• What you need to do: Which lines in the data below contain the word "Body"? Copy each of them.
═════ Data records ═════
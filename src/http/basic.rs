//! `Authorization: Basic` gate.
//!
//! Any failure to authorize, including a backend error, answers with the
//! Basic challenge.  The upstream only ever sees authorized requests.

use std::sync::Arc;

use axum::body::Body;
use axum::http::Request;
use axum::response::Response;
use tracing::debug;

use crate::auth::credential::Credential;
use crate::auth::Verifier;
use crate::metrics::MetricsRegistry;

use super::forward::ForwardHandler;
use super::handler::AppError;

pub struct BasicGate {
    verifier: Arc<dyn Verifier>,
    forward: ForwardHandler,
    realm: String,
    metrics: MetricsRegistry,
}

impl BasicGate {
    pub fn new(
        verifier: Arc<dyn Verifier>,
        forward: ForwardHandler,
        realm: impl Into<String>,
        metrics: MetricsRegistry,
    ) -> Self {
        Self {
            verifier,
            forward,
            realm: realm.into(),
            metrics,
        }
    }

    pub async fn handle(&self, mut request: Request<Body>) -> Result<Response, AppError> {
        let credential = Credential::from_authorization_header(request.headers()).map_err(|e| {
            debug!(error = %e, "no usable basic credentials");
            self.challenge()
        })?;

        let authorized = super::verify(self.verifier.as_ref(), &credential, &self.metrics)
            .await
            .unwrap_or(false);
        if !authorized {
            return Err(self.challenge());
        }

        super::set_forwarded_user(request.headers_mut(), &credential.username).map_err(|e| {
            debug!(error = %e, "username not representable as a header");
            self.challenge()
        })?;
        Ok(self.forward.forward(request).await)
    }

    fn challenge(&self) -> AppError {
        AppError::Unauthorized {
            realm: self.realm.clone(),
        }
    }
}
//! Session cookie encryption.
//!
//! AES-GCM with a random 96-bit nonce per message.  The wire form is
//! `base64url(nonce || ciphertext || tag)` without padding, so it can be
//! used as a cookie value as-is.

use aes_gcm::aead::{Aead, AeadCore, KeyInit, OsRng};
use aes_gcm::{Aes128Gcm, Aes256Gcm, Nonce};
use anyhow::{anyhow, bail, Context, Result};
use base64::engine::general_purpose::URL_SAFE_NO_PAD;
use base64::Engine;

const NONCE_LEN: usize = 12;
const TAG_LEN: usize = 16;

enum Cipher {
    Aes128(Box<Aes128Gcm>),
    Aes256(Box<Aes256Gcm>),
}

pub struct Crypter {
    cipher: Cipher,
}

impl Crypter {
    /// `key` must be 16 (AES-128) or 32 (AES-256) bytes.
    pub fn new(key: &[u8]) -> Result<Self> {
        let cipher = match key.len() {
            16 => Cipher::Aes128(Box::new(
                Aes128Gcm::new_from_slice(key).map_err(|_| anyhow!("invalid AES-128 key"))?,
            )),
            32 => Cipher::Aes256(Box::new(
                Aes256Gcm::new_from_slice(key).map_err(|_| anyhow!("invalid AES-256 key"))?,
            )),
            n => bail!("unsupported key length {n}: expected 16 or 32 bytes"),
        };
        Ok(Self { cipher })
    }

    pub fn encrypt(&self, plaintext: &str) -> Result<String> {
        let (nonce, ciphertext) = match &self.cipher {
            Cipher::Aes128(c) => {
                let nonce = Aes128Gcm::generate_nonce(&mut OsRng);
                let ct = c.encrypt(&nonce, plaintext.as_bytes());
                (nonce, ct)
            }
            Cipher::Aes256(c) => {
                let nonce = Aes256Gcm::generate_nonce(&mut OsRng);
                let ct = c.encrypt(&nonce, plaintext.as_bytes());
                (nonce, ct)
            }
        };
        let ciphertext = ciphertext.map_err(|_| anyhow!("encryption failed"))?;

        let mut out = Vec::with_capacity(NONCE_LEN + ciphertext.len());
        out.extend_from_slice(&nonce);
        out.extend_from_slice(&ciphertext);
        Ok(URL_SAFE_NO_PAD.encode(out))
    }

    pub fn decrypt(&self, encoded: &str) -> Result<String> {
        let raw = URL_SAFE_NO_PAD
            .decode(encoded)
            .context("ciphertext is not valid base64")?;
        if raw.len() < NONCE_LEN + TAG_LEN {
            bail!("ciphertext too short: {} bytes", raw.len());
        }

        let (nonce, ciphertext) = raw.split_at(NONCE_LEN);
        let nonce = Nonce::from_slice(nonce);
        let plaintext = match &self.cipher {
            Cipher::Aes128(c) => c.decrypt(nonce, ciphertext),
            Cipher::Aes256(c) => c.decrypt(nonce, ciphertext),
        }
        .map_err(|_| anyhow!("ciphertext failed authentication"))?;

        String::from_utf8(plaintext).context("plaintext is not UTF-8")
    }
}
═════
═════ Data records ═════
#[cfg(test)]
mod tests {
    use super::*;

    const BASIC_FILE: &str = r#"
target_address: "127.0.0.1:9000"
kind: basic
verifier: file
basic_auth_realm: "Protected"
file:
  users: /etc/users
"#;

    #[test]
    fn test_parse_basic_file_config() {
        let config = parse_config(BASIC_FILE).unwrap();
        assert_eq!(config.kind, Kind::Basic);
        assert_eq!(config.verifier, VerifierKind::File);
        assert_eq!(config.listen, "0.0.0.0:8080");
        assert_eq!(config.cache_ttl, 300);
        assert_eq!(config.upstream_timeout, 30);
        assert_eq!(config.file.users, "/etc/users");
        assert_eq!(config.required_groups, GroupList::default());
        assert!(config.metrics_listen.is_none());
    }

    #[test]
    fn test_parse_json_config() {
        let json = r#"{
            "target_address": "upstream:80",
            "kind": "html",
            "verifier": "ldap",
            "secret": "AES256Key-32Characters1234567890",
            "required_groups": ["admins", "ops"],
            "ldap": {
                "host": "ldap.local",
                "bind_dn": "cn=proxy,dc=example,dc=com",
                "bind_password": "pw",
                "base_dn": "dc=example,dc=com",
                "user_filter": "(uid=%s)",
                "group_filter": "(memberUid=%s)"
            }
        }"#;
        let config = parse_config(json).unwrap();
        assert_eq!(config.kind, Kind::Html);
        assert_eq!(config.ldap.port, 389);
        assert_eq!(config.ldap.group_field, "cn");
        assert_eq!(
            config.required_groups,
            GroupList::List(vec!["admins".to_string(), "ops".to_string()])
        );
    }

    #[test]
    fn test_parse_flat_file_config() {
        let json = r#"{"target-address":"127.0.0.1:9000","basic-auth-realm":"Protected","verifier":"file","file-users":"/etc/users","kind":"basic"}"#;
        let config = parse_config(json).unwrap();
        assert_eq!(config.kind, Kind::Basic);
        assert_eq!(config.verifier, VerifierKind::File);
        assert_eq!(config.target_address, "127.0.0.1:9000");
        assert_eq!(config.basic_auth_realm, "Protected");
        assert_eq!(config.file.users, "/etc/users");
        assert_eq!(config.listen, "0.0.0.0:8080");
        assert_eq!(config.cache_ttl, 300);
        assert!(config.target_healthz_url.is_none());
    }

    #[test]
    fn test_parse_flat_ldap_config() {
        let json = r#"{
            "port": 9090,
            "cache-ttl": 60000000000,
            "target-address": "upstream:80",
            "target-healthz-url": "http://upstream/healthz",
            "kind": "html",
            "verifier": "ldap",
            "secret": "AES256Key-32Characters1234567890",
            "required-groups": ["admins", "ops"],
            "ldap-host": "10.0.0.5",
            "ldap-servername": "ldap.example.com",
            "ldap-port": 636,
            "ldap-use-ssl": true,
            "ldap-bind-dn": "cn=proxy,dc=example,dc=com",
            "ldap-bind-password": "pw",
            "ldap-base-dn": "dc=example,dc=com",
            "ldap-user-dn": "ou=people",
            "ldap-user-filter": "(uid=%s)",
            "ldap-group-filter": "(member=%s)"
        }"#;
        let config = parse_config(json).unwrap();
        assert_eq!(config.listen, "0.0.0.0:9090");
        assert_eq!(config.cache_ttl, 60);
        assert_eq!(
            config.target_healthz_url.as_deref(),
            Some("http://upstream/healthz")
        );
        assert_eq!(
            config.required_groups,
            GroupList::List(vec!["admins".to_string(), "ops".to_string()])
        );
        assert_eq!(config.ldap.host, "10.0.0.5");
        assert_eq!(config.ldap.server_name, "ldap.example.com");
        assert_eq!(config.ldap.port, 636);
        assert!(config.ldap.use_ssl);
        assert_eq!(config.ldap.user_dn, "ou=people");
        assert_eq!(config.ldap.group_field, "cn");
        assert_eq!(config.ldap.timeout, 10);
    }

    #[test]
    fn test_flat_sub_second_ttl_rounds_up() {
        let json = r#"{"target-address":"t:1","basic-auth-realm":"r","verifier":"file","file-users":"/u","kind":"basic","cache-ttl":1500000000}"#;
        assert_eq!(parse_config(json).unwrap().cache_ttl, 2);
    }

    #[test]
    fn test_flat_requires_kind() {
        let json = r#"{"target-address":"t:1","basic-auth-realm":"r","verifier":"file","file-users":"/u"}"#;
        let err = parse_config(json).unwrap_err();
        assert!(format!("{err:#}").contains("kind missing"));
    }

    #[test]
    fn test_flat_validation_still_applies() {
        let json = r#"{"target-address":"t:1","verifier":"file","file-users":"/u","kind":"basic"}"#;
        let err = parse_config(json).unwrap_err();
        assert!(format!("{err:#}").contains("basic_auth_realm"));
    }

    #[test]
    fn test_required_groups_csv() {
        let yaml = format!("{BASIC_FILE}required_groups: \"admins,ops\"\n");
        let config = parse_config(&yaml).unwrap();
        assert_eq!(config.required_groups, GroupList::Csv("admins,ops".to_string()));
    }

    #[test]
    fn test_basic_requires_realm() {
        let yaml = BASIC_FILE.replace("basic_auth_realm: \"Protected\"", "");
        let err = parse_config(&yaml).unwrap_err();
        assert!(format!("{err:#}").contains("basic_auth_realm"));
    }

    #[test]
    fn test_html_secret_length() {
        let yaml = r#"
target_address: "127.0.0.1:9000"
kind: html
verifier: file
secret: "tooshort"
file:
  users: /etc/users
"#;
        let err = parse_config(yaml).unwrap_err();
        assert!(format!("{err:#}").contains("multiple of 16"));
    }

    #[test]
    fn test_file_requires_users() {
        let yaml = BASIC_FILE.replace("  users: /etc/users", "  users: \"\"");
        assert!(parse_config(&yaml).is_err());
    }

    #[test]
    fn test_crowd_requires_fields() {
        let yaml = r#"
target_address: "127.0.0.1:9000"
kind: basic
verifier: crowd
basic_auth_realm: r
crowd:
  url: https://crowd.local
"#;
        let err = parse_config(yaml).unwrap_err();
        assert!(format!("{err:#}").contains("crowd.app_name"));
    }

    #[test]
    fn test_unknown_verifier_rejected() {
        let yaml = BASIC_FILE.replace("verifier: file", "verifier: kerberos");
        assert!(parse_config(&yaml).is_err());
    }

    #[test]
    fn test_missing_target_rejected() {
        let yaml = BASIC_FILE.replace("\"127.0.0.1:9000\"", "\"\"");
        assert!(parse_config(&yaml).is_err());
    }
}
═════
• Result of this exercise:
use axum::body::Body;
    pub async fn handle(&self, mut request: Request<Body>) -> Result<Response, AppError> {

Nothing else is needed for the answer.